What is not emphasized in these accounts is that OD did not suddenly appear one day as a fully formed and identifiable construct. Instead, consultants, change agents, and academics experimented with different ideas and methods based on the social sciences and cultural norms of the times. While the components of OD were mostly present and being practiced by the mid-1950s, it was not until they were conceptualized as a coherent approach to consulting and change that people thought of these components as linked together to form an understandable paradigm. What helped this happen was having a new name, organization development, become an accepted term to connote this new approach, even if defining exactly what OD means continues to be difficult to this day. So in that sense one day there was no “organization development” and then as if overnight the name was articulated, accepted, and used to bring people, practices, and ideas together. Exactly where and when and with whom the term organization development originated is part of OD folklore and has not been proven, but the usual attributions are to important founders of the field. In 1974 Larry Porter, the first editor of the OD Practitioner, diplomatically recognized two independent originators. “Dick Beckhard while consulting at General Electric in 1957 invented the term organization development. Herb Shepard while consulting at Esso in 1957 invented the term organization development” (Porter, 1974, p. 1). Marv Weisbord had a somewhat different story: “Douglas McGregor and Richard Beckhard while consulting together at General Mills in the 1950s … coined the term organization development (OD)” (Weisbord, 1987, p. 112).
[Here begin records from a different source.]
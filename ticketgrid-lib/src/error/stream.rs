//! Change-channel error types

/// Errors from the server-sent change-event channel.
///
/// Any of these closes the channel; reconnection is a policy decision left to
/// the subscriber.
#[derive(Debug, thiserror::Error)]
pub enum StreamError {
    /// The server rejected the subscription request.
    #[error("HTTP {status} while subscribing to change events")]
    Http {
        /// HTTP status code.
        status: u16,
    },

    /// Transport failure while the channel was open.
    #[error("Transport error: {0}")]
    Transport(#[from] reqwest::Error),
}
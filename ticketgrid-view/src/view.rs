//! View controller
//!
//! Owns the base record set and the view state, and derives the visible rows
//! as a pure function of both: filter → sort → paginate. Nothing is cached
//! across recomputations and the base set is only ever replaced wholesale,
//! never mutated in place.

use ticketgrid_lib::model::Record;

use crate::column::Columns;
use crate::compare;
use crate::filter::filter;
use crate::page::paginate;
use crate::state::ViewState;

/// The derived output of one recomputation pass.
#[derive(Debug, Clone, PartialEq)]
pub struct Snapshot {
    /// The rows of the effective page, in display order.
    pub rows: Vec<Record>,
    /// The page actually shown, after clamping.
    pub effective_page: usize,
    /// Total number of pages over the filtered set.
    pub total_pages: usize,
    /// Number of records surviving the filter.
    pub filtered_len: usize,
}

/// The table engine: columns, base records, and view state.
pub struct TableView {
    columns: Columns,
    base: Vec<Record>,
    state: ViewState,
}

impl TableView {
    /// Creates an empty view over the given column registry.
    pub fn new(columns: Columns) -> Self {
        Self {
            columns,
            base: Vec::new(),
            state: ViewState::new(),
        }
    }

    /// Creates a view pre-populated with records.
    pub fn with_records(columns: Columns, records: Vec<Record>) -> Self {
        let mut view = Self::new(columns);
        view.base = records;
        view
    }

    /// The column registry.
    pub fn columns(&self) -> &Columns {
        &self.columns
    }

    /// The current view state.
    pub fn state(&self) -> &ViewState {
        &self.state
    }

    /// The base record set as last fetched.
    pub fn records(&self) -> &[Record] {
        &self.base
    }

    /// Replaces the base record set atomically.
    ///
    /// Filter, sort, and page state are left untouched; the next
    /// [`snapshot`](Self::snapshot) recomputes everything over the new set.
    pub fn replace_records(&mut self, records: Vec<Record>) {
        self.base = records;
    }

    // =========================================================================
    // Interactions
    // =========================================================================

    /// Updates the search query (resets to page 1).
    pub fn set_query(&mut self, query: impl Into<String>) {
        self.state.set_query(query);
    }

    /// Handles a header click on the given column key.
    pub fn toggle_sort(&mut self, key: &str) {
        self.state.toggle_sort(&self.columns, key);
    }

    /// Changes the page size (resets to page 1).
    pub fn set_page_size(&mut self, size: usize) {
        self.state.set_page_size(size);
    }

    /// Navigates the pager, clamped into the currently valid page range.
    pub fn goto_page(&mut self, page: usize) {
        let total = self.snapshot().total_pages;
        self.state.goto_page(page.min(total));
    }

    // =========================================================================
    // Derivation
    // =========================================================================

    /// Recomputes the visible rows from the current inputs.
    pub fn snapshot(&self) -> Snapshot {
        let mut rows = filter(&self.base, &self.columns, self.state.query());

        if let Some(column) = self.state.sort_key().and_then(|key| self.columns.by_key(key)) {
            let direction = self.state.direction();
            // Stable sort: comparator ties keep their original relative order.
            rows.sort_by(|a, b| {
                direction.apply(compare::compare(&column.value(a), &column.value(b)))
            });
        }

        let filtered_len = rows.len();
        let (page_rows, effective_page, total_pages) =
            paginate(&rows, self.state.page(), self.state.page_size());

        Snapshot {
            rows: page_rows.iter().map(|r| (*r).clone()).collect(),
            effective_page,
            total_pages,
            filtered_len,
        }
    }
}
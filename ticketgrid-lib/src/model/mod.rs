//! Dynamic record model

mod record;
mod record_serde;
mod value;

pub use record::*;
pub use value::*;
We raise this aspect of OD history because it helps to explain what we have been doing for the past several years and what we hope this book will do for its readers. Both of us are longtime academics and practitioners of OD, going back to the 1970s. We have participated in and observed changes and additions to OD practices beginning in the 1980s and accelerating into the new century. We became uncomfortable with how most OD textbooks and articles try to fit these newer practices into the foundational models formulated in the 1950s, 1960s, and early 1970s. We think this limits understanding of deeper differences, leads to confusion about what is or is not OD, and reduces the possibilities for how OD can be practiced. We think that when a new blend of premises and practices is freed from the constraining foundational framings, an outline of a different approach to OD is revealed. We also think that this different approach is still a form of organization development because it emerged mainly from OD practitioners and academics and is consistent with core foundational OD values and ideas about collaborative consulting.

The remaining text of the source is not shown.